Only an exact repetition of every entry counts as the answer.

═════ LISTED RECORDS ═════

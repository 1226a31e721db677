//! Agent configuration (§6, ingested): the record a caller builds (directly
//! or from a YAML file, out of scope here) before constructing an [`Agent`](crate::agent::Agent).

use crate::llm::{CompletionParams, ReasoningLevel, ResponseFormat as ProviderResponseFormat, ToolChoiceMode};

pub const DEFAULT_MAX_TOOL_ITERATIONS: u32 = 10;
const MAX_TOOL_ITERATIONS_CEILING: u32 = 100;
const MAX_RETRIES_CEILING: u32 = 10;

/// `json` requires the provider to emit a JSON object; `none` leaves the
/// response format unconstrained. Distinct from the structured-output output
/// tool (§4.7), which is driven by `response_type` instead.
#[derive(Debug, Clone, Copy, PartialEq, Eq, Default)]
pub enum ResponseFormatDirective {
    #[default]
    None,
    Json,
}

/// Bounded retry policy for structured-output validation failures.
#[derive(Debug, Clone)]
pub struct RetryConfig {
    pub max_retries: u32,
    pub retry_on_validation_error: bool,
    pub backoff_base_seconds: f64,
}

impl Default for RetryConfig {
    fn default() -> Self {
        Self {
            max_retries: 0,
            retry_on_validation_error: true,
            backoff_base_seconds: 0.0,
        }
    }
}

impl RetryConfig {
    /// Clamps `max_retries` to the documented 0..=10 range.
    pub fn new(max_retries: u32, retry_on_validation_error: bool, backoff_base_seconds: f64) -> Self {
        Self {
            max_retries: max_retries.min(MAX_RETRIES_CEILING),
            retry_on_validation_error,
            backoff_base_seconds,
        }
    }
}

/// The ingested agent configuration record. `tools`/`agents`/`mcp`/`skills`/
/// `agents_md` discovery is performed by the caller before construction (this
/// crate's core takes the already-resolved [`ToolRunner`](crate::tool::ToolRunner)
/// and prompt context) — this record carries the scalar fields §6 lists that
/// directly parameterize the loop and the completion handler.
#[derive(Debug, Clone)]
pub struct AgentConfig {
    pub name: String,
    pub model_name: String,
    pub purpose: Option<String>,
    pub notes: Option<String>,
    pub version: Option<String>,
    pub temperature: Option<f32>,
    pub max_tool_iterations: u32,
    pub response_format: ResponseFormatDirective,
    pub retry_config: RetryConfig,
    pub reasoning: Option<ReasoningLevel>,
    pub api_base: Option<String>,
    pub api_key: Option<String>,
    pub extra_headers: Vec<(String, String)>,
    pub drop_params: bool,
    pub step_errors_raise: bool,
}

impl AgentConfig {
    pub fn new(name: impl Into<String>, model_name: impl Into<String>) -> Self {
        Self {
            name: name.into(),
            model_name: model_name.into(),
            purpose: None,
            notes: None,
            version: None,
            temperature: None,
            max_tool_iterations: DEFAULT_MAX_TOOL_ITERATIONS,
            response_format: ResponseFormatDirective::default(),
            retry_config: RetryConfig::default(),
            reasoning: None,
            api_base: None,
            api_key: None,
            extra_headers: Vec::new(),
            drop_params: true,
            step_errors_raise: false,
        }
    }

    /// Clamps `max_tool_iterations` to the enforced upper bound and applies
    /// `${NAME}` environment-variable substitution to every string field, as
    /// the ingestion step requires.
    pub fn ingest(mut self) -> Self {
        self.max_tool_iterations = self.max_tool_iterations.min(MAX_TOOL_ITERATIONS_CEILING);
        self.retry_config.max_retries = self.retry_config.max_retries.min(MAX_RETRIES_CEILING);
        self.name = interpolate_env(&self.name);
        self.model_name = interpolate_env(&self.model_name);
        self.purpose = self.purpose.map(|s| interpolate_env(&s));
        self.notes = self.notes.map(|s| interpolate_env(&s));
        self.api_base = self.api_base.map(|s| interpolate_env(&s));
        self.api_key = self.api_key.map(|s| interpolate_env(&s));
        self.extra_headers = self
            .extra_headers
            .into_iter()
            .map(|(k, v)| (interpolate_env(&k), interpolate_env(&v)))
            .collect();
        self
    }

    /// Builds the provider-facing completion params this config implies.
    pub fn completion_params(&self) -> CompletionParams {
        CompletionParams {
            temperature: self.temperature,
            tool_choice: Some(ToolChoiceMode::Auto),
            reasoning: self.reasoning,
            response_format: match self.response_format {
                ResponseFormatDirective::Json => Some(ProviderResponseFormat::JsonObject),
                ResponseFormatDirective::None => None,
            },
            base_url: self.api_base.clone(),
            api_key: self.api_key.clone(),
            extra_headers: self.extra_headers.clone(),
            drop_params: self.drop_params,
        }
    }
}

/// Replaces every `${NAME}` occurrence with the environment variable's value,
/// leaving the placeholder untouched if the variable is unset.
pub fn interpolate_env(input: &str) -> String {
    let mut out = String::with_capacity(input.len());
    let mut rest = input;
    while let Some(start) = rest.find("${") {
        let Some(end) = rest[start..].find('}') else {
            out.push_str(rest);
            return out;
        };
        out.push_str(&rest[..start]);
        let name = &rest[start + 2..start + end];
        match std::env::var(name) {
            Ok(value) => out.push_str(&value),
            Err(_) => out.push_str(&rest[start..start + end + 1]),
        }
        rest = &rest[start + end + 1..];
    }
    out.push_str(rest);
    out
}

#[cfg(test)]
mod tests {
    use super::*;

    #[test]
    fn interpolate_env_substitutes_known_variable() {
        std::env::set_var("SKEIN_TEST_VAR", "hello");
        assert_eq!(interpolate_env("value=${SKEIN_TEST_VAR}!"), "value=hello!");
        std::env::remove_var("SKEIN_TEST_VAR");
    }

    #[test]
    fn interpolate_env_leaves_unset_variable_untouched() {
        assert_eq!(interpolate_env("value=${SKEIN_DEFINITELY_UNSET}"), "value=${SKEIN_DEFINITELY_UNSET}");
    }

    #[test]
    fn ingest_clamps_max_tool_iterations_and_retries() {
        let mut config = AgentConfig::new("a", "m");
        config.max_tool_iterations = 1000;
        config.retry_config.max_retries = 50;
        let config = config.ingest();
        assert_eq!(config.max_tool_iterations, MAX_TOOL_ITERATIONS_CEILING);
        assert_eq!(config.retry_config.max_retries, MAX_RETRIES_CEILING);
    }

    #[test]
    fn ingest_interpolates_name_and_api_key() {
        std::env::set_var("SKEIN_TEST_KEY", "sk-test");
        let config = AgentConfig::new("agent-${SKEIN_TEST_KEY}", "gpt-4o-mini");
        let mut config = config;
        config.api_key = Some("${SKEIN_TEST_KEY}".into());
        let config = config.ingest();
        assert_eq!(config.name, "agent-sk-test");
        assert_eq!(config.api_key.as_deref(), Some("sk-test"));
        std::env::remove_var("SKEIN_TEST_KEY");
    }
}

═════

--- SOLVED EXERCISE ---
repository 1226a31e721db677
//! Agent configuration (§6, ingested): the record a caller builds (directly
//! or from a YAML file, out of scope here) before constructing an [`Agent`](crate::agent::Agent).

use crate::llm::{CompletionParams, ReasoningLevel, ResponseFormat as ProviderResponseFormat, ToolChoiceMode};

pub const DEFAULT_MAX_TOOL_ITERATIONS: u32 = 10;
const MAX_TOOL_ITERATIONS_CEILING: u32 = 100;
const MAX_RETRIES_CEILING: u32 = 10;

/// `json` requires the provider to emit a JSON object; `none` leaves the
/// response format unconstrained. Distinct from the structured-output output
/// tool (§4.7), which is driven by `response_type` instead.
#[derive(Debug, Clone, Copy, PartialEq, Eq, Default)]
pub enum ResponseFormatDirective {
    #[default]
    None,
    Json,
}

/// Bounded retry policy for structured-output validation failures.
#[derive(Debug, Clone)]
pub struct RetryConfig {
    pub max_retries: u32,
    pub retry_on_validation_error: bool,
    pub backoff_base_seconds: f64,
}

impl Default for RetryConfig {
    fn default() -> Self {
        Self {
            max_retries: 0,
            retry_on_validation_error: true,
            backoff_base_seconds: 0.0,
        }
    }
}

impl RetryConfig {
    /// Clamps `max_retries` to the documented 0..=10 range.
    pub fn new(max_retries: u32, retry_on_validation_error: bool, backoff_base_seconds: f64) -> Self {
        Self {
            max_retries: max_retries.min(MAX_RETRIES_CEILING),
            retry_on_validation_error,
            backoff_base_seconds,
        }
    }
}

/// The ingested agent configuration record. `tools`/`agents`/`mcp`/`skills`/
/// `agents_md` discovery is performed by the caller before construction (this
/// crate's core takes the already-resolved [`ToolRunner`](crate::tool::ToolRunner)
/// and prompt context) — this record carries the scalar fields §6 lists that
/// directly parameterize the loop and the completion handler.
#[derive(Debug, Clone)]
pub struct AgentConfig {
    pub name: String,
    pub model_name: String,
    pub purpose: Option<String>,
    pub notes: Option<String>,
    pub version: Option<String>,
    pub temperature: Option<f32>,
    pub max_tool_iterations: u32,
    pub response_format: ResponseFormatDirective,
    pub retry_config: RetryConfig,
    pub reasoning: Option<ReasoningLevel>,
    pub api_base: Option<String>,
    pub api_key: Option<String>,
    pub extra_headers: Vec<(String, String)>,
    pub drop_params: bool,
    pub step_errors_raise: bool,
}

impl AgentConfig {
    pub fn new(name: impl Into<String>, model_name: impl Into<String>) -> Self {
        Self {
            name: name.into(),
            model_name: model_name.into(),
            purpose: None,
            notes: None,
            version: None,
            temperature: None,
            max_tool_iterations: DEFAULT_MAX_TOOL_ITERATIONS,
            response_format: ResponseFormatDirective::default(),
            retry_config: RetryConfig::default(),
            reasoning: None,
            api_base: None,
            api_key: None,
            extra_headers: Vec::new(),
            drop_params: true,
            step_errors_raise: false,
        }
    }

    /// Clamps `max_tool_iterations` to the enforced upper bound and applies
    /// `${NAME}` environment-variable substitution to every string field, as
    /// the ingestion step requires.
    pub fn ingest(mut self) -> Self {
        self.max_tool_iterations = self.max_tool_iterations.min(MAX_TOOL_ITERATIONS_CEILING);
        self.retry_config.max_retries = self.retry_config.max_retries.min(MAX_RETRIES_CEILING);
        self.name = interpolate_env(&self.name);
        self.model_name = interpolate_env(&self.model_name);
        self.purpose = self.purpose.map(|s| interpolate_env(&s));
        self.notes = self.notes.map(|s| interpolate_env(&s));
        self.api_base = self.api_base.map(|s| interpolate_env(&s));
        self.api_key = self.api_key.map(|s| interpolate_env(&s));
        self.extra_headers = self
            .extra_headers
            .into_iter()
            .map(|(k, v)| (interpolate_env(&k), interpolate_env(&v)))
            .collect();
        self
    }

    /// Builds the provider-facing completion params this config implies.
    pub fn completion_params(&self) -> CompletionParams {
        CompletionParams {
            temperature: self.temperature,
            tool_choice: Some(ToolChoiceMode::Auto),
            reasoning: self.reasoning,
            response_format: match self.response_format {
                ResponseFormatDirective::Json => Some(ProviderResponseFormat::JsonObject),
                ResponseFormatDirective::None => None,
            },
            base_url: self.api_base.clone(),
            api_key: self.api_key.clone(),
            extra_headers: self.extra_headers.clone(),
            drop_params: self.drop_params,
        }
    }
}

/// Replaces every `${NAME}` occurrence with the environment variable's value,
/// leaving the placeholder untouched if the variable is unset.
pub fn interpolate_env(input: &str) -> String {
    let mut out = String::with_capacity(input.len());
    let mut rest = input;
    while let Some(start) = rest.find("${") {
        let Some(end) = rest[start..].find('}') else {
            out.push_str(rest);
            return out;
        };
        out.push_str(&rest[..start]);
        let name = &rest[start + 2..start + end];
        match std::env::var(name) {
            Ok(value) => out.push_str(&value),
            Err(_) => out.push_str(&rest[start..start + end + 1]),
        }
        rest = &rest[start + end + 1..];
    }
    out.push_str(rest);
    out
}

#[cfg(test)]
mod tests {
    use super::*;

    #[test]
    fn interpolate_env_substitutes_known_variable() {
        std::env::set_var("SKEIN_TEST_VAR", "hello");
        assert_eq!(interpolate_env("value=${SKEIN_TEST_VAR}!"), "value=hello!");
        std::env::remove_var("SKEIN_TEST_VAR");
    }

    #[test]
    fn interpolate_env_leaves_unset_variable_untouched() {
        assert_eq!(interpolate_env("value=${SKEIN_DEFINITELY_UNSET}"), "value=${SKEIN_DEFINITELY_UNSET}");
    }

    #[test]
    fn ingest_clamps_max_tool_iterations_and_retries() {
        let mut config = AgentConfig::new("a", "m");
        config.max_tool_iterations = 1000;
        config.retry_config.max_retries = 50;
        let config = config.ingest();
        assert_eq!(config.max_tool_iterations, MAX_TOOL_ITERATIONS_CEILING);
        assert_eq!(config.retry_config.max_retries, MAX_RETRIES_CEILING);
    }

    #[test]
    fn ingest_interpolates_name_and_api_key() {
        std::env::set_var("SKEIN_TEST_KEY", "sk-test");
        let config = AgentConfig::new("agent-${SKEIN_TEST_KEY}", "gpt-4o-mini");
        let mut config = config;
        config.api_key = Some("${SKEIN_TEST_KEY}".into());
        let config = config.ingest();
        assert_eq!(config.name, "agent-sk-test");
        assert_eq!(config.api_key.as_deref(), Some("sk-test"));
        std::env::remove_var("SKEIN_TEST_KEY");
    }
}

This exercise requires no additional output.